Ted Cruz ha lanzado una audaz predicción: Venezuela, Cuba e Irán verán caer a sus gobiernos bajo el influjo de la política exterior estadounidense. Pero esta no es una visión aislada, sino el eco de una doctrina que resuena en los pasillos del poder de Washington desde hace décadas, una aspiración persistente de reconfigurar el tablero geopolítico en naciones consideradas adversarias.
La declaración del senador republicano, que vincula estos posibles cambios al “enfoque” del expresidente Donald Trump, se inserta en un contexto mucho más amplio y profundo. Estados Unidos, en su rol de superpotencia preeminente, ha cultivado históricamente una política exterior que contempla activamente la posibilidad, e incluso la necesidad, de transiciones de poder en ciertos estados. No es una novedad que la búsqueda de un 'cambio de régimen' sea un pilar recurrente en la estrategia de Washington, una constante que se manifiesta con independencia de la administración de turno.
Ecos de una Doctrina Perpetua
Esta continuidad estratégica se subraya en análisis geopolíticos de futuro, como el reportaje de Yvonne Murray, Global Security Reporter para RTE, fechado el 29 de marzo de 2026. Bajo el revelador título 'Después de Venezuela e Irán, ¿es Cuba la siguiente?', Murray no solo valida la existencia de esta política activa, sino que proyecta su evolución, sugiriendo que la isla caribeña podría ser el próximo objetivo en la agenda de Washington. La retórica de Cruz, por tanto, no es una ocurrencia, sino la articulación de una corriente de pensamiento y acción profundamente arraigada en la política exterior estadounidense.

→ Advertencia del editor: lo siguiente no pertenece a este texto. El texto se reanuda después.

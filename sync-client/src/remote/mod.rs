//! Remote data store abstraction.
//!
//! The engine only needs five calls against the server of record:
//! - `insert()` creates a record with its client-assigned id
//! - `update()` replaces fields, matching by id
//! - `upsert()` inserts or merges, matching on a declared natural key
//! - `delete()` removes by id
//! - `list()` reads a whole collection (network-first reads)
//!
//! Failures come back as a structured [`RemoteError`] so the engine can tell
//! permanent rejections from transient ones.

mod http;
mod mock;

pub use http::HttpRemote;
pub use mock::{MockRemote, RemoteCall, RemoteMethod};

use async_trait::async_trait;
use sync_types::{Collection, EntityId, EntityRecord, RemoteError};

/// Remote store trait for pushing mutations and reading collections.
///
/// Implementations handle the wire protocol (PostgREST over HTTP, in-memory
/// mock, etc).
#[async_trait]
pub trait RemoteStore: Send + Sync {
    /// Insert a record, keeping its client-assigned id.
    ///
    /// Returns the record as stored remotely.
    async fn insert(
        &self,
        collection: &Collection,
        record: &EntityRecord,
    ) -> Result<EntityRecord, RemoteError>;

    /// Update an existing record by id.
    ///
    /// Returns [`RemoteError::NotFound`] if no row matched.
    async fn update(
        &self,
        collection: &Collection,
        record: &EntityRecord,
    ) -> Result<EntityRecord, RemoteError>;

    /// Insert or merge a record on the given natural/composite key.
    async fn upsert(
        &self,
        collection: &Collection,
        record: &EntityRecord,
        conflict_key: &[String],
    ) -> Result<EntityRecord, RemoteError>;

    /// Delete a record by id.
    ///
    /// Returns [`RemoteError::NotFound`] if no row matched.
    async fn delete(&self, collection: &Collection, id: &EntityId) -> Result<(), RemoteError>;

    /// Fetch every record of a collection.
    async fn list(&self, collection: &Collection) -> Result<Vec<EntityRecord>, RemoteError>;
}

El Pulso de la Diáspora y el Grito en las Calles
La presión por un cambio de gobierno no se confina a los círculos de la alta política; se palpa también en el activismo público y en el sentir de la diáspora. Un ejemplo elocuente fue el 'Free Cuba' rally celebrado en Hialeah, Florida, el 24 de marzo de 2026. Este evento, que congregó a líderes políticos, activistas y miembros de la comunidad, exhibió pancartas con mensajes tan explícitos como 'Cuba Next Do it, Let's Finish the Job'. Estas manifestaciones refuerzan la idea de que la aspiración de un cambio político en Cuba, Venezuela e Irán es un elemento constante en el discurso político y social de Estados Unidos, alimentando la narrativa de la intervención o la presión externa.

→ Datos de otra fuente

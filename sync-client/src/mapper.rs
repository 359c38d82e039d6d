//! Field mapping between application types and [`EntityRecord`].
//!
//! The repository only ever stores and sends records; a mapper converts the
//! application's own entity type at the boundary.

use serde::de::DeserializeOwned;
use serde::Serialize;
use serde_json::{Map, Value};
use std::marker::PhantomData;
use sync_types::EntityRecord;

use crate::error::ClientError;

/// Converts one application entity type to and from records.
pub trait EntityMapper: Send + Sync {
    /// The application-side type.
    type Entity: Send + Sync;

    /// Build the record stored locally and sent to the remote.
    fn to_record(&self, entity: &Self::Entity) -> Result<EntityRecord, ClientError>;

    /// Rebuild the entity from a stored or fetched record.
    fn from_record(&self, record: &EntityRecord) -> Result<Self::Entity, ClientError>;
}

/// Identity mapper for callers that work with records directly.
#[derive(Debug, Clone, Copy, Default)]
pub struct RecordMapper;

impl EntityMapper for RecordMapper {
    type Entity = EntityRecord;

    fn to_record(&self, entity: &EntityRecord) -> Result<EntityRecord, ClientError> {
        Ok(entity.clone())
    }

    fn from_record(&self, record: &EntityRecord) -> Result<EntityRecord, ClientError> {
        Ok(record.clone())
    }
}

/// Mapper for any serde type whose JSON form carries an `id` field.
///
/// Optional renames translate application field names to remote column
/// names (`vehicleId` → `vehicle_id`).
pub struct SerdeMapper<T> {
    renames: Vec<(String, String)>,
    _entity: PhantomData<fn() -> T>,
}

impl<T> SerdeMapper<T> {
    /// Mapper with no renames.
    pub fn new() -> Self {
        Self {
            renames: Vec::new(),
            _entity: PhantomData,
        }
    }

    /// Rename `field` (application side) to `column` (record side).
    pub fn with_rename(mut self, field: impl Into<String>, column: impl Into<String>) -> Self {
        self.renames.push((field.into(), column.into()));
        self
    }

    fn rename(&self, object: Map<String, Value>, to_record: bool) -> Map<String, Value> {
        if self.renames.is_empty() {
            return object;
        }
        object
            .into_iter()
            .map(|(key, value)| {
                let renamed = self.renames.iter().find_map(|(field, column)| {
                    let (from, to) = if to_record {
                        (field, column)
                    } else {
                        (column, field)
                    };
                    (*from == key).then(|| to.clone())
                });
                (renamed.unwrap_or(key), value)
            })
            .collect()
    }
}

impl<T> Default for SerdeMapper<T> {
    fn default() -> Self {
        Self::new()
    }
}

impl<T> std::fmt::Debug for SerdeMapper<T> {
    fn fmt(&self, f: &mut std::fmt::Formatter<'_>) -> std::fmt::Result {
        f.debug_struct("SerdeMapper")
            .field("entity", &std::any::type_name::<T>())
            .field("renames", &self.renames)
            .finish()
    }
}

impl<T> EntityMapper for SerdeMapper<T>
where
    T: Serialize + DeserializeOwned + Send + Sync,
{
    type Entity = T;

    fn to_record(&self, entity: &T) -> Result<EntityRecord, ClientError> {
        let value = serde_json::to_value(entity).map_err(|e| ClientError::Mapping(e.to_string()))?;
        let Value::Object(object) = value else {
            return Err(ClientError::Mapping(format!(
                "{} does not serialize to a JSON object",
                std::any::type_name::<T>()
            )));
        };
        EntityRecord::from_value(Value::Object(self.rename(object, true)))
            .map_err(|e| ClientError::Mapping(e.to_string()))
    }

    fn from_record(&self, record: &EntityRecord) -> Result<T, ClientError> {
        let Value::Object(object) = record.to_value() else {
            return Err(ClientError::Mapping("record is not a JSON object".into()));
        };
        serde_json::from_value(Value::Object(self.rename(object, false)))
            .map_err(|e| ClientError::Mapping(e.to_string()))
    }
}

#[cfg(test)]
mod tests {
    use super::*;
    use serde::Deserialize;
    use serde_json::json;

    #[derive(Debug, Clone, PartialEq, Serialize, Deserialize)]
    struct Mission {
        id: String,
        #[serde(rename = "vehicleId")]
        vehicle_id: Option<String>,
        status: String,
    }

    fn mission() -> Mission {
        Mission {
            id: "m-1".into(),
            vehicle_id: Some("v-1".into()),
            status: "PLANNED".into(),
        }
    }

    #[test]
    fn record_mapper_is_identity() {
        let record = EntityRecord::from_value(json!({"id": "m-1", "status": "PLANNED"})).unwrap();
        let mapper = RecordMapper;
        assert_eq!(mapper.to_record(&record).unwrap(), record);
        assert_eq!(mapper.from_record(&record).unwrap(), record);
    }

    #[test]
    fn serde_mapper_applies_renames_both_ways() {
        let mapper = SerdeMapper::<Mission>::new().with_rename("vehicleId", "vehicle_id");

        let record = mapper.to_record(&mission()).unwrap();
        assert_eq!(record.id.as_str(), "m-1");
        assert_eq!(record.field_value("vehicle_id"), Some(json!("v-1")));
        assert!(record.field_value("vehicleId").is_none());

        assert_eq!(mapper.from_record(&record).unwrap(), mission());
    }

    #[test]
    fn entity_without_id_is_a_mapping_error() {
        #[derive(Serialize, Deserialize)]
        struct NoId {
            name: String,
        }
        let mapper = SerdeMapper::<NoId>::new();
        let err = mapper
            .to_record(&NoId {
                name: "x".into(),
            })
            .unwrap_err();
        assert!(matches!(err, ClientError::Mapping(_)));
    }

    #[test]
    fn non_object_entity_is_rejected() {
        let mapper = SerdeMapper::<String>::new();
        assert!(matches!(
            mapper.to_record(&"m-1".to_string()),
            Err(ClientError::Mapping(_))
        ));
    }

    #[test]
    fn record_missing_required_field_fails_to_map() {
        let mapper = SerdeMapper::<Mission>::new();
        let record = EntityRecord::from_value(json!({"id": "m-1"})).unwrap();
        assert!(matches!(
            mapper.from_record(&record),
            Err(ClientError::Mapping(_))
        ));
    }
}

La predicción de Ted Cruz, lejos de ser una declaración aislada, se revela como un reflejo de una estrategia de presión y una aspiración de cambios gubernamentales que trascienden administraciones específicas. Es un pilar recurrente en la política exterior de Estados Unidos, una visión que, a la luz de los hechos y los análisis futuros, parece ser una constante ineludible en la relación de Washington con sus adversarios históricos.